2.- L’islam est contrôlé par l’Etat dans tous les pays arabes

Le contrôle étatique de l’islam caractérisé par la création d’un "droit musulman" et également par plusieurs exceptions portées au principe de séparation des cultes et de l’État a été une constante de la politique coloniale menée par tous les pays occidentaux et notamment Européens. Cette politique n’a pas été remise en cause après l’indépendance de ces états. En effet, ils ont estimé qu’ils n’avaient aucun intérêt à y renoncer puisqu’ils ne pouvaient que renforcer la légitimité que la référence à l’islam avait donnée à la revendication nationale.
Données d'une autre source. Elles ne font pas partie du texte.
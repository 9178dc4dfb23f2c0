//! Rope physics
//!
//! The rope is a chain of point masses integrated with position Verlet and
//! held together by iterative distance-constraint relaxation. Index 0 is the
//! blue end (top of the field), the last index is the red end (bottom).
//!
//! The relaxation is sequential and order-dependent: pairs are corrected
//! left to right, the end particles take a reduced share of each correction,
//! and a weak horizontal centering is interleaved into every pass. Victory
//! thresholds are calibrated against this exact behavior.

use glam::Vec2;
use serde::{Deserialize, Serialize};

use crate::error::ConfigError;
use crate::settings::{FieldSettings, RopeSettings};

/// One point mass of the rope. Velocity is implicit: `pos - prev`.
#[derive(Debug, Clone, Copy, PartialEq, Serialize, Deserialize)]
pub struct Particle {
    pub pos: Vec2,
    pub prev: Vec2,
}

impl Particle {
    /// A particle at rest
    pub fn at(pos: Vec2) -> Self {
        Self { pos, prev: pos }
    }

    #[inline]
    pub fn velocity(&self) -> Vec2 {
        self.pos - self.prev
    }
}

/// Which sides are pulling this tick
#[derive(Debug, Clone, Copy, Default, PartialEq, Eq, Serialize, Deserialize)]
pub struct PullInput {
    pub blue: bool,
    pub red: bool,
}

/// Where each character holds its end of the rope
#[derive(Debug, Clone, Copy, PartialEq, Serialize, Deserialize)]
pub struct GripTargets {
    pub blue: Vec2,
    pub red: Vec2,
}

/// Owns the particle chain and advances it one step at a time
#[derive(Debug, Clone)]
pub struct RopeSimulator {
    particles: Vec<Particle>,
    settings: RopeSettings,
    field: FieldSettings,
}

impl RopeSimulator {
    /// Build a rope laid out straight down the middle of the field
    pub fn new(settings: &RopeSettings, field: &FieldSettings) -> Result<Self, ConfigError> {
        settings.validate()?;
        let mut rope = Self {
            particles: Vec::with_capacity(settings.particle_count),
            settings: settings.clone(),
            field: field.clone(),
        };
        rope.reset();
        Ok(rope)
    }

    /// Lay the rope out as a straight vertical line, evenly spaced between
    /// the top and bottom layout margins, with zero velocity
    pub fn reset(&mut self) {
        let n = self.settings.particle_count;
        let x = self.field.width / 2.0;
        let top = self.field.layout_margin;
        let span = self.field.height - 2.0 * self.field.layout_margin;

        self.particles.clear();
        for i in 0..n {
            let t = i as f32 / (n - 1) as f32;
            self.particles.push(Particle::at(Vec2::new(x, top + t * span)));
        }
    }

    /// Adopt new field geometry and re-lay the rope
    pub fn set_field(&mut self, field: &FieldSettings) {
        self.field = field.clone();
        self.reset();
    }

    pub fn particles(&self) -> &[Particle] {
        &self.particles
    }

    pub fn positions(&self) -> impl Iterator<Item = Vec2> + '_ {
        self.particles.iter().map(|p| p.pos)
    }

    pub fn len(&self) -> usize {
        self.particles.len()
    }

    pub fn is_empty(&self) -> bool {
        self.particles.is_empty()
    }

    pub fn midpoint_index(&self) -> usize {
        self.particles.len() / 2
    }

    /// The particle whose displacement decides the match
    pub fn midpoint(&self) -> Vec2 {
        self.particles[self.midpoint_index()].pos
    }

    /// Vertical offset of the midpoint from the field center.
    /// Negative toward blue (top), positive toward red (bottom).
    pub fn midpoint_offset(&self) -> f32 {
        self.midpoint().y - self.field.center().y
    }

    pub fn field(&self) -> &FieldSettings {
        &self.field
    }

    /// Advance the rope by one step
    ///
    /// `dt` is in milliseconds and only feeds the gravity term. When `grips`
    /// is given the two end particles are eased toward them after the
    /// physics pass.
    pub fn integrate(&mut self, dt: f32, pulls: PullInput, grips: Option<GripTargets>) {
        self.verlet(dt);
        self.apply_pulls(pulls);
        self.relax();
        self.clamp_to_bounds();
        if let Some(grips) = grips {
            self.ease_ends(grips);
        }
    }

    fn verlet(&mut self, dt: f32) {
        let damping = self.settings.damping;
        let sag = Vec2::new(0.0, self.settings.gravity * dt * 0.001);
        for p in &mut self.particles {
            let next = p.pos + p.velocity() * damping + sag;
            p.prev = p.pos;
            p.pos = next;
        }
    }

    fn apply_pulls(&mut self, pulls: PullInput) {
        let strength = self.settings.pull_strength;
        let falloff = self.settings.pull_falloff;
        let last = self.particles.len() - 1;

        if pulls.blue {
            self.particles[0].pos.y -= strength;
            self.particles[1].pos.y -= strength * falloff;
        }
        if pulls.red {
            self.particles[last].pos.y += strength;
            self.particles[last - 1].pos.y += strength * falloff;
        }
    }

    fn relax(&mut self) {
        let rest = self.settings.rest_length;
        let epsilon = self.settings.epsilon;
        let end_weight = self.settings.end_weight;
        let centering = self.settings.centering;
        let center_x = self.field.width / 2.0;
        let last = self.particles.len() - 1;

        for _ in 0..self.settings.relaxation_iterations {
            for i in 0..last {
                let delta = self.particles[i + 1].pos - self.particles[i].pos;
                let d = delta.length().max(epsilon);
                let correction = delta * 0.5 * ((d - rest) / d);

                let a_weight = if i == 0 { end_weight } else { 1.0 };
                let b_weight = if i + 1 == last { end_weight } else { 1.0 };
                self.particles[i].pos += correction * a_weight;
                self.particles[i + 1].pos -= correction * b_weight;
            }

            for p in &mut self.particles {
                p.pos.x += (center_x - p.pos.x) * centering;
            }
        }
    }

    fn clamp_to_bounds(&mut self) {
        let min = self.field.safe_min();
        let max = self.field.safe_max();
        for p in &mut self.particles {
            p.pos = p.pos.clamp(min, max);
        }
    }

    /// Ease the end particles toward the grips. Targets are clamped into the
    /// safe region first so the ends never leave it.
    fn ease_ends(&mut self, grips: GripTargets) {
        let k = self.settings.grip_easing;
        let last = self.particles.len() - 1;
        let blue = self.field.clamp(grips.blue);
        let red = self.field.clamp(grips.red);

        let first = &mut self.particles[0];
        first.pos = first.pos.lerp(blue, k);
        let end = &mut self.particles[last];
        end.pos = end.pos.lerp(red, k);
    }

    #[cfg(test)]
    pub(crate) fn particles_mut(&mut self) -> &mut [Particle] {
        &mut self.particles
    }
}

#[cfg(test)]
mod tests {
    use super::*;
    use proptest::prelude::*;

    fn rope() -> RopeSimulator {
        RopeSimulator::new(&RopeSettings::default(), &FieldSettings::default()).unwrap()
    }

    fn in_bounds(rope: &RopeSimulator) -> bool {
        let min = rope.field().safe_min();
        let max = rope.field().safe_max();
        rope.positions()
            .all(|p| p.x >= min.x && p.x <= max.x && p.y >= min.y && p.y <= max.y)
    }

    const IDLE: PullInput = PullInput {
        blue: false,
        red: false,
    };

    #[test]
    fn test_reset_lays_out_straight_line() {
        let rope = rope();
        let field = FieldSettings::default();
        assert_eq!(rope.len(), 24);
        assert_eq!(rope.particles()[0].pos, Vec2::new(240.0, 80.0));
        assert_eq!(rope.particles()[23].pos, Vec2::new(240.0, 720.0));

        let spacing = (field.height - 2.0 * field.layout_margin) / 23.0;
        for pair in rope.particles().windows(2) {
            assert_eq!(pair[0].pos.x, pair[1].pos.x);
            assert!((pair[1].pos.y - pair[0].pos.y - spacing).abs() < 1e-3);
        }
        assert!(rope.particles().iter().all(|p| p.velocity() == Vec2::ZERO));
    }

    #[test]
    fn test_reset_is_idempotent() {
        let mut rope = rope();
        for _ in 0..30 {
            rope.integrate(16.0, PullInput { blue: true, red: false }, None);
        }
        rope.reset();
        let once: Vec<Particle> = rope.particles().to_vec();
        rope.reset();
        assert_eq!(once, rope.particles());
    }

    #[test]
    fn test_rejects_short_rope() {
        let settings = RopeSettings {
            particle_count: 2,
            ..Default::default()
        };
        assert!(RopeSimulator::new(&settings, &FieldSettings::default()).is_err());
    }

    #[test]
    fn test_minimum_rope_integrates() {
        let settings = RopeSettings {
            particle_count: 3,
            ..Default::default()
        };
        let mut rope = RopeSimulator::new(&settings, &FieldSettings::default()).unwrap();
        for _ in 0..50 {
            rope.integrate(16.0, PullInput { blue: true, red: true }, None);
        }
        assert_eq!(rope.midpoint_index(), 1);
        assert!(in_bounds(&rope));
    }

    #[test]
    fn test_coincident_particles_stay_finite() {
        let mut rope = rope();
        let spot = Vec2::new(200.0, 300.0);
        for p in rope.particles_mut() {
            *p = Particle::at(spot);
        }
        rope.integrate(16.0, IDLE, None);
        assert!(rope.positions().all(|p| p.is_finite()));
        assert!(in_bounds(&rope));
    }

    #[test]
    fn test_idle_rope_settles_without_vertical_drift() {
        let mut rope = rope();
        let center = rope.field().center();
        for _ in 0..3000 {
            rope.integrate(16.0, IDLE, None);
        }
        // Even particle count: the midpoint sits half a segment below center
        let expected = REST_HALF;
        assert!(
            (rope.midpoint_offset() - expected).abs() < 0.5,
            "midpoint offset {}",
            rope.midpoint_offset()
        );
        let mean_y = rope.positions().map(|p| p.y).sum::<f32>() / rope.len() as f32;
        assert!((mean_y - center.y).abs() < 0.5, "mean y {mean_y}");
        assert!(rope.positions().all(|p| (p.x - center.x).abs() < 1e-2));
    }

    const REST_HALF: f32 = crate::consts::REST_LENGTH / 2.0;

    #[test]
    fn test_blue_pull_moves_midpoint_up() {
        let mut rope = rope();
        for _ in 0..600 {
            rope.integrate(16.0, IDLE, None);
        }
        let mut last = rope.midpoint_offset();
        for _ in 0..30 {
            rope.integrate(16.0, PullInput { blue: true, red: false }, None);
            let offset = rope.midpoint_offset();
            assert!(offset < last, "{offset} !< {last}");
            last = offset;
        }
    }

    #[test]
    fn test_red_pull_moves_midpoint_down() {
        let mut rope = rope();
        for _ in 0..600 {
            rope.integrate(16.0, IDLE, None);
        }
        let start = rope.midpoint_offset();
        for _ in 0..30 {
            rope.integrate(16.0, PullInput { blue: false, red: true }, None);
        }
        assert!(rope.midpoint_offset() > start + 50.0);
    }

    #[test]
    fn test_grip_easing_tracks_targets() {
        let mut rope = rope();
        let grips = GripTargets {
            blue: Vec2::new(200.0, 82.0),
            red: Vec2::new(280.0, 718.0),
        };
        for _ in 0..200 {
            rope.integrate(16.0, IDLE, Some(grips));
        }
        let ends = rope.particles();
        assert!(ends[0].pos.distance(grips.blue) < 40.0);
        assert!(ends[ends.len() - 1].pos.distance(grips.red) < 40.0);
    }

    #[test]
    fn test_grips_outside_field_do_not_escape_bounds() {
        let mut rope = rope();
        let grips = GripTargets {
            blue: Vec2::new(-500.0, -500.0),
            red: Vec2::new(5000.0, 5000.0),
        };
        for _ in 0..100 {
            rope.integrate(16.0, PullInput { blue: true, red: true }, Some(grips));
            assert!(in_bounds(&rope));
        }
    }

    #[test]
    fn test_set_field_relays_rope() {
        let mut rope = rope();
        let field = FieldSettings {
            width: 300.0,
            height: 600.0,
            ..Default::default()
        };
        rope.set_field(&field);
        assert_eq!(rope.particles()[0].pos, Vec2::new(150.0, 80.0));
        assert_eq!(rope.particles()[23].pos, Vec2::new(150.0, 520.0));
    }

    proptest! {
        #[test]
        fn prop_particles_stay_in_bounds(
            pulls in prop::collection::vec((any::<bool>(), any::<bool>()), 1..300),
            grip_y in -400.0f32..1200.0,
            use_grips in any::<bool>(),
        ) {
            let mut rope = rope();
            let grips = GripTargets {
                blue: Vec2::new(240.0, grip_y),
                red: Vec2::new(240.0, 800.0 - grip_y),
            };
            for (blue, red) in pulls {
                rope.integrate(16.0, PullInput { blue, red }, use_grips.then_some(grips));
                prop_assert!(in_bounds(&rope));
            }
        }
    }
}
Alors que ces pays sont aujourd’hui confrontés au phénomène de l’individualisation des pratiques religieuses qui remet en cause le monopole des institutions islamiques officielles, l’État se désengagera-t-il du champ religieux en mettant fin à une tradition gallicane et jacobine héritée de la colonisation ? Jamaa Al Azhar que cet Imam a lutté toute sa vie pour son indépendance et n’a réussi a la fin de sa vie que d’obtenir des miettes, sert aujourd’hui le pouvoir en place. Sa position et son soutien au putsch militaire de juin 2013 en sont la preuve irréfutable.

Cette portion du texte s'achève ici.